Contents

# Determine Market Segmentation Using the Naive Bayes Method

My college instructed me that I needed to write an article about naive Bayes while learning.

Posted by Jagad on July 17, 2021
-- views

## Introduction

Data mining is currently popular among informatics students. In fact, there are courses that specifically address data mining concerns. Naive Bayes is the most widely used method in data mining courses.
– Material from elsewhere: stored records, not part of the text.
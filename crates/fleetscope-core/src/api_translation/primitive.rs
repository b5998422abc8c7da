//! Primitive wire-value decoders.

use chrono::{DateTime, Utc};

use crate::errors::{ClientHistoryError, Result};

/// Parse a microseconds-since-epoch string into a UTC timestamp.
///
/// The wire carries microsecond precision; chrono keeps it.
///
/// # Errors
///
/// Returns `InvalidTimestamp` when the value is not an integer or lies
/// outside the representable range.
pub fn parse_micros_timestamp(value: &str) -> Result<DateTime<Utc>> {
    let micros: i64 = value
        .parse()
        .map_err(|_| ClientHistoryError::InvalidTimestamp {
            value: value.to_string(),
        })?;
    DateTime::from_timestamp_micros(micros).ok_or_else(|| ClientHistoryError::InvalidTimestamp {
        value: value.to_string(),
    })
}

/// Parse an optional microsecond timestamp; absent or empty means no value.
///
/// # Errors
///
/// Returns `InvalidTimestamp` for present, non-empty, unparseable values.
pub fn parse_optional_micros(value: Option<&str>) -> Result<Option<DateTime<Utc>>> {
    match value {
        None | Some("") => Ok(None),
        Some(v) => parse_micros_timestamp(v).map(Some),
    }
}

/// Parse an optional stringified 64-bit integer; absent or empty means no
/// value, anything else must parse.
///
/// # Errors
///
/// Returns `InvalidNumber` carrying `field` for present, non-empty,
/// unparseable values.
pub fn parse_optional_u64(field: &'static str, value: Option<&str>) -> Result<Option<u64>> {
    match value {
        None | Some("") => Ok(None),
        Some(v) => v
            .parse()
            .map(Some)
            .map_err(|_| ClientHistoryError::InvalidNumber {
                field,
                value: v.to_string(),
            }),
    }
}

/// Decode base64-packed bytes; absent or undecodable input yields an empty
/// buffer, which downstream formatters reject by length.
pub fn decode_packed_bytes(encoded: Option<&str>) -> Vec<u8> {
    match encoded {
        Some(s) => {
            base64::Engine::decode(&base64::engine::general_purpose::STANDARD, s)
                .unwrap_or_default()
        }
        None => Vec::new(),
    }
}

/// Format a 4-byte buffer as a dotted-decimal IPv4 address.
pub fn ipv4_string(bytes: &[u8]) -> Option<String> {
    if bytes.len() != 4 {
        return None;
    }
    Some(format!("{}.{}.{}.{}", bytes[0], bytes[1], bytes[2], bytes[3]))
}

/// Format a 16-byte buffer as a non-abbreviated uppercase IPv6 address.
pub fn ipv6_string(bytes: &[u8]) -> Option<String> {
    if bytes.len() != 16 {
        return None;
    }
    let groups: Vec<String> = bytes
        .chunks(2)
        .map(|pair| format!("{:02X}{:02X}", pair[0], pair[1]))
        .collect();
    Some(groups.join(":"))
}

/// Format a 6-byte buffer as a colon-separated uppercase MAC address.
pub fn mac_string(bytes: &[u8]) -> Option<String> {
    if bytes.len() != 6 {
        return None;
    }
    let parts: Vec<String> = bytes.iter().map(|b| format!("{:02X}", b)).collect();
    Some(parts.join(":"))
}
Naive Bayes is a classification based on probability and statistical methods created by British scientist Thomas Bayes that forecasts future opportunities based on past experience.

## Import Library

``````import pandas as pd
import numpy as np
``````

The code above is used to activate the pandas and numpy libraries, which will be used in the analysis phase. The Pandas library itself is used for processing data related to data frames, while the Numpy library is used for easy and fast array manipulation.

``````data_training=pd.read_excel('data_training.xlsx')
``````

The code above is used to read the training data by using the pandas library. The training data read is in the form of an xlsx file.

## Converting Data To Integer

Because naive bayes in Python cannot read training data in the form of strings, the training data is converted to integer form so that the data displayed is in the form of numbers.

Here is the code to convert the training data to integer.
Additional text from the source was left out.